SUPPLIED RECORDS Start Marker
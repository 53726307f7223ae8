//! OpenAI chat-completions protocol, shared by OpenAI and DeepSeek.

use std::time::Duration;

use async_trait::async_trait;
use serde::{Deserialize, Serialize};

use super::{CompletionRequest, LlmProvider, build_http_client, map_status, map_transport};
use crate::error::ProviderError;
use crate::models::{Provider, ProviderEndpoint, Role};

#[derive(Debug, Serialize)]
struct ChatMessage<'a> {
    role: &'a str,
    content: &'a str,
}

#[derive(Debug, Serialize)]
struct ChatRequest<'a> {
    model: &'a str,
    messages: Vec<ChatMessage<'a>>,
    temperature: f32,
    max_tokens: u32,
}

#[derive(Debug, Deserialize)]
struct ChatResponse {
    #[serde(default)]
    choices: Vec<Choice>,
}

#[derive(Debug, Deserialize)]
struct Choice {
    message: ResponseMessage,
}

#[derive(Debug, Deserialize)]
struct ResponseMessage {
    #[serde(default)]
    content: Option<String>,
}

pub struct OpenAiCompatibleClient {
    provider: Provider,
    client: reqwest::Client,
    base_url: String,
    model: String,
    timeout: Duration,
}

impl OpenAiCompatibleClient {
    pub fn new(
        provider: Provider,
        endpoint: &ProviderEndpoint,
        timeout: Duration,
    ) -> Result<Self, ProviderError> {
        Ok(Self {
            provider,
            client: build_http_client(timeout)?,
            base_url: endpoint.base_url.trim_end_matches('/').to_string(),
            model: endpoint.model.clone(),
            timeout,
        })
    }

    fn messages<'a>(request: &'a CompletionRequest) -> Vec<ChatMessage<'a>> {
        let mut messages = Vec::with_capacity(request.history.len() + 2);
        if !request.system_message.is_empty() {
            messages.push(ChatMessage {
                role: "system",
                content: &request.system_message,
            });
        }
        for turn in &request.history {
            messages.push(ChatMessage {
                role: match turn.role {
                    Role::User => "user",
                    Role::Assistant => "assistant",
                },
                content: &turn.content,
            });
        }
        messages.push(ChatMessage {
            role: "user",
            content: &request.prompt,
        });
        messages
    }
}

#[async_trait]
impl LlmProvider for OpenAiCompatibleClient {
    fn provider(&self) -> Provider {
        self.provider
    }

    fn model(&self) -> &str {
        &self.model
    }

    async fn complete(&self, request: &CompletionRequest) -> Result<String, ProviderError> {
        let body = ChatRequest {
            model: &self.model,
            messages: Self::messages(request),
            temperature: request.temperature,
            max_tokens: request.max_tokens,
        };

        let response = self
            .client
            .post(format!("{}/chat/completions", self.base_url))
            .bearer_auth(&request.api_key)
            .json(&body)
            .send()
            .await
            .map_err(|e| map_transport(self.provider, e, self.timeout))?;

        let status = response.status();
        if !status.is_success() {
            let text = response.text().await.unwrap_or_default();
            return Err(map_status(self.provider, status.as_u16(), &text, self.timeout));
        }

        let parsed: ChatResponse = response
            .json()
            .await
            .map_err(|e| map_transport(self.provider, e, self.timeout))?;

        parsed
            .choices
            .into_iter()
            .next()
            .and_then(|c| c.message.content)
            .filter(|text| !text.trim().is_empty())
            .ok_or_else(|| ProviderError::Unavailable {
                provider: self.provider.to_string(),
                message: "empty completion".to_string(),
            })
    }
}

#[cfg(test)]
mod tests {
    use super::*;
    use crate::error::ErrorKind;
    use crate::models::{ConversationTurn, Prompt};
    use crate::services::llm::test_support::spawn;
    use axum::http::{HeaderMap, StatusCode};
    use axum::routing::post;
    use axum::{Json, Router};
    use serde_json::{Value, json};

    fn client(base_url: String) -> OpenAiCompatibleClient {
        OpenAiCompatibleClient::new(
            Provider::DeepSeek,
            &ProviderEndpoint {
                base_url,
                model: "deepseek-chat".to_string(),
            },
            Duration::from_secs(5),
        )
        .unwrap()
    }

    fn request() -> CompletionRequest {
        let prompt = Prompt {
            system: "You are a helpful AI assistant.".into(),
            user: "What is the refund window?".into(),
        };
        CompletionRequest::new("sk-test", &prompt, 0.2, 64).with_history(vec![
            ConversationTurn {
                role: Role::User,
                content: "hi".into(),
            },
            ConversationTurn {
                role: Role::Assistant,
                content: "hello".into(),
            },
        ])
    }

    #[tokio::test]
    async fn test_complete_sends_messages_in_order() {
        let router = Router::new().route(
            "/chat/completions",
            post(|headers: HeaderMap, Json(body): Json<Value>| async move {
                let auth = headers
                    .get("authorization")
                    .and_then(|v| v.to_str().ok())
                    .unwrap_or_default()
                    .to_string();
                let roles: Vec<String> = body["messages"]
                    .as_array()
                    .unwrap()
                    .iter()
                    .map(|m| m["role"].as_str().unwrap().to_string())
                    .collect();
                let content = format!("{auth}|{}|{}", roles.join(","), body["model"]);
                Json(json!({ "choices": [{ "message": { "role": "assistant", "content": content } }] }))
            }),
        );
        let base = spawn(router).await;

        let text = client(base).complete(&request()).await.unwrap();
        assert_eq!(
            text,
            "Bearer sk-test|system,user,assistant,user|\"deepseek-chat\""
        );
    }

    #[tokio::test]
    async fn test_status_mapping() {
        let cases = [
            (StatusCode::UNAUTHORIZED, ErrorKind::ProviderAuthError),
            (StatusCode::TOO_MANY_REQUESTS, ErrorKind::ProviderRateLimited),
            (StatusCode::GATEWAY_TIMEOUT, ErrorKind::ProviderTimeout),
            (StatusCode::INTERNAL_SERVER_ERROR, ErrorKind::ProviderUnavailable),
        ];

        for (status, expected) in cases {
            let router = Router::new().route(
                "/chat/completions",
                post(move || async move {
                    (status, Json(json!({ "error": { "message": "nope" } })))
                }),
            );
            let base = spawn(router).await;
            let err = client(base).complete(&request()).await.unwrap_err();
            assert_eq!(err.kind(), expected, "status {status}");
        }
    }

    #[tokio::test]
    async fn test_empty_completion_is_unavailable() {
        let router = Router::new().route(
            "/chat/completions",
            post(|| async { Json(json!({ "choices": [] })) }),
        );
        let base = spawn(router).await;
        let err = client(base).complete(&request()).await.unwrap_err();
        assert_eq!(err.kind(), ErrorKind::ProviderUnavailable);
    }

    #[tokio::test]
    async fn test_client_timeout() {
        let router = Router::new().route(
            "/chat/completions",
            post(|| async {
                tokio::time::sleep(Duration::from_secs(5)).await;
                Json(json!({}))
            }),
        );
        let base = spawn(router).await;
        let client = OpenAiCompatibleClient::new(
            Provider::OpenAi,
            &ProviderEndpoint {
                base_url: base,
                model: "gpt-3.5-turbo".to_string(),
            },
            Duration::from_millis(200),
        )
        .unwrap();

        let err = client.complete(&request()).await.unwrap_err();
        assert_eq!(err.kind(), ErrorKind::ProviderTimeout);
    }

    #[tokio::test]
    async fn test_connection_refused_is_unavailable() {
        let err = client("http://127.0.0.1:1".to_string())
            .complete(&request())
            .await
            .unwrap_err();
        assert_eq!(err.kind(), ErrorKind::ProviderUnavailable);
    }
}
SUPPLIED RECORDS End Marker
_EXERCISE OBJECTIVE_. Write out the full listing without altering anything.

_EXPECTED ANSWER_.
repository 53726307f7223ae8
//! OpenAI chat-completions protocol, shared by OpenAI and DeepSeek.

use std::time::Duration;

use async_trait::async_trait;
use serde::{Deserialize, Serialize};

use super::{CompletionRequest, LlmProvider, build_http_client, map_status, map_transport};
use crate::error::ProviderError;
use crate::models::{Provider, ProviderEndpoint, Role};

#[derive(Debug, Serialize)]
struct ChatMessage<'a> {
    role: &'a str,
    content: &'a str,
}

#[derive(Debug, Serialize)]
struct ChatRequest<'a> {
    model: &'a str,
    messages: Vec<ChatMessage<'a>>,
    temperature: f32,
    max_tokens: u32,
}

#[derive(Debug, Deserialize)]
struct ChatResponse {
    #[serde(default)]
    choices: Vec<Choice>,
}

#[derive(Debug, Deserialize)]
struct Choice {
    message: ResponseMessage,
}

#[derive(Debug, Deserialize)]
struct ResponseMessage {
    #[serde(default)]
    content: Option<String>,
}

pub struct OpenAiCompatibleClient {
    provider: Provider,
    client: reqwest::Client,
    base_url: String,
    model: String,
    timeout: Duration,
}

impl OpenAiCompatibleClient {
    pub fn new(
        provider: Provider,
        endpoint: &ProviderEndpoint,
        timeout: Duration,
    ) -> Result<Self, ProviderError> {
        Ok(Self {
            provider,
            client: build_http_client(timeout)?,
            base_url: endpoint.base_url.trim_end_matches('/').to_string(),
            model: endpoint.model.clone(),
            timeout,
        })
    }

    fn messages<'a>(request: &'a CompletionRequest) -> Vec<ChatMessage<'a>> {
        let mut messages = Vec::with_capacity(request.history.len() + 2);
        if !request.system_message.is_empty() {
            messages.push(ChatMessage {
                role: "system",
                content: &request.system_message,
            });
        }
        for turn in &request.history {
            messages.push(ChatMessage {
                role: match turn.role {
                    Role::User => "user",
                    Role::Assistant => "assistant",
                },
                content: &turn.content,
            });
        }
        messages.push(ChatMessage {
            role: "user",
            content: &request.prompt,
        });
        messages
    }
}

#[async_trait]
impl LlmProvider for OpenAiCompatibleClient {
    fn provider(&self) -> Provider {
        self.provider
    }

    fn model(&self) -> &str {
        &self.model
    }

    async fn complete(&self, request: &CompletionRequest) -> Result<String, ProviderError> {
        let body = ChatRequest {
            model: &self.model,
            messages: Self::messages(request),
            temperature: request.temperature,
            max_tokens: request.max_tokens,
        };

        let response = self
            .client
            .post(format!("{}/chat/completions", self.base_url))
            .bearer_auth(&request.api_key)
            .json(&body)
            .send()
            .await
            .map_err(|e| map_transport(self.provider, e, self.timeout))?;

        let status = response.status();
        if !status.is_success() {
            let text = response.text().await.unwrap_or_default();
            return Err(map_status(self.provider, status.as_u16(), &text, self.timeout));
        }

        let parsed: ChatResponse = response
            .json()
            .await
            .map_err(|e| map_transport(self.provider, e, self.timeout))?;

        parsed
            .choices
            .into_iter()
            .next()
            .and_then(|c| c.message.content)
            .filter(|text| !text.trim().is_empty())
            .ok_or_else(|| ProviderError::Unavailable {
                provider: self.provider.to_string(),
                message: "empty completion".to_string(),
            })
    }
}

#[cfg(test)]
mod tests {
    use super::*;
    use crate::error::ErrorKind;
    use crate::models::{ConversationTurn, Prompt};
    use crate::services::llm::test_support::spawn;
    use axum::http::{HeaderMap, StatusCode};
    use axum::routing::post;
    use axum::{Json, Router};
    use serde_json::{Value, json};

    fn client(base_url: String) -> OpenAiCompatibleClient {
        OpenAiCompatibleClient::new(
            Provider::DeepSeek,
            &ProviderEndpoint {
                base_url,
                model: "deepseek-chat".to_string(),
            },
            Duration::from_secs(5),
        )
        .unwrap()
    }

    fn request() -> CompletionRequest {
        let prompt = Prompt {
            system: "You are a helpful AI assistant.".into(),
            user: "What is the refund window?".into(),
        };
        CompletionRequest::new("sk-test", &prompt, 0.2, 64).with_history(vec![
            ConversationTurn {
                role: Role::User,
                content: "hi".into(),
            },
            ConversationTurn {
                role: Role::Assistant,
                content: "hello".into(),
            },
        ])
    }

    #[tokio::test]
    async fn test_complete_sends_messages_in_order() {
        let router = Router::new().route(
            "/chat/completions",
            post(|headers: HeaderMap, Json(body): Json<Value>| async move {
                let auth = headers
                    .get("authorization")
                    .and_then(|v| v.to_str().ok())
                    .unwrap_or_default()
                    .to_string();
                let roles: Vec<String> = body["messages"]
                    .as_array()
                    .unwrap()
                    .iter()
                    .map(|m| m["role"].as_str().unwrap().to_string())
                    .collect();
                let content = format!("{auth}|{}|{}", roles.join(","), body["model"]);
                Json(json!({ "choices": [{ "message": { "role": "assistant", "content": content } }] }))
            }),
        );
        let base = spawn(router).await;

        let text = client(base).complete(&request()).await.unwrap();
        assert_eq!(
            text,
            "Bearer sk-test|system,user,assistant,user|\"deepseek-chat\""
        );
    }

    #[tokio::test]
    async fn test_status_mapping() {
        let cases = [
            (StatusCode::UNAUTHORIZED, ErrorKind::ProviderAuthError),
            (StatusCode::TOO_MANY_REQUESTS, ErrorKind::ProviderRateLimited),
            (StatusCode::GATEWAY_TIMEOUT, ErrorKind::ProviderTimeout),
            (StatusCode::INTERNAL_SERVER_ERROR, ErrorKind::ProviderUnavailable),
        ];

        for (status, expected) in cases {
            let router = Router::new().route(
                "/chat/completions",
                post(move || async move {
                    (status, Json(json!({ "error": { "message": "nope" } })))
                }),
            );
            let base = spawn(router).await;
            let err = client(base).complete(&request()).await.unwrap_err();
            assert_eq!(err.kind(), expected, "status {status}");
        }
    }

    #[tokio::test]
    async fn test_empty_completion_is_unavailable() {
        let router = Router::new().route(
            "/chat/completions",
            post(|| async { Json(json!({ "choices": [] })) }),
        );
        let base = spawn(router).await;
        let err = client(base).complete(&request()).await.unwrap_err();
        assert_eq!(err.kind(), ErrorKind::ProviderUnavailable);
    }

    #[tokio::test]
    async fn test_client_timeout() {
        let router = Router::new().route(
            "/chat/completions",
            post(|| async {
                tokio::time::sleep(Duration::from_secs(5)).await;
                Json(json!({}))
            }),
        );
        let base = spawn(router).await;
        let client = OpenAiCompatibleClient::new(
            Provider::OpenAi,
            &ProviderEndpoint {
                base_url: base,
                model: "gpt-3.5-turbo".to_string(),
            },
            Duration::from_millis(200),
        )
        .unwrap();

        let err = client.complete(&request()).await.unwrap_err();
        assert_eq!(err.kind(), ErrorKind::ProviderTimeout);
    }

    #[tokio::test]
    async fn test_connection_refused_is_unavailable() {
        let err = client("http://127.0.0.1:1".to_string())
            .complete(&request())
            .await
            .unwrap_err();
        assert_eq!(err.kind(), ErrorKind::ProviderUnavailable);
    }
}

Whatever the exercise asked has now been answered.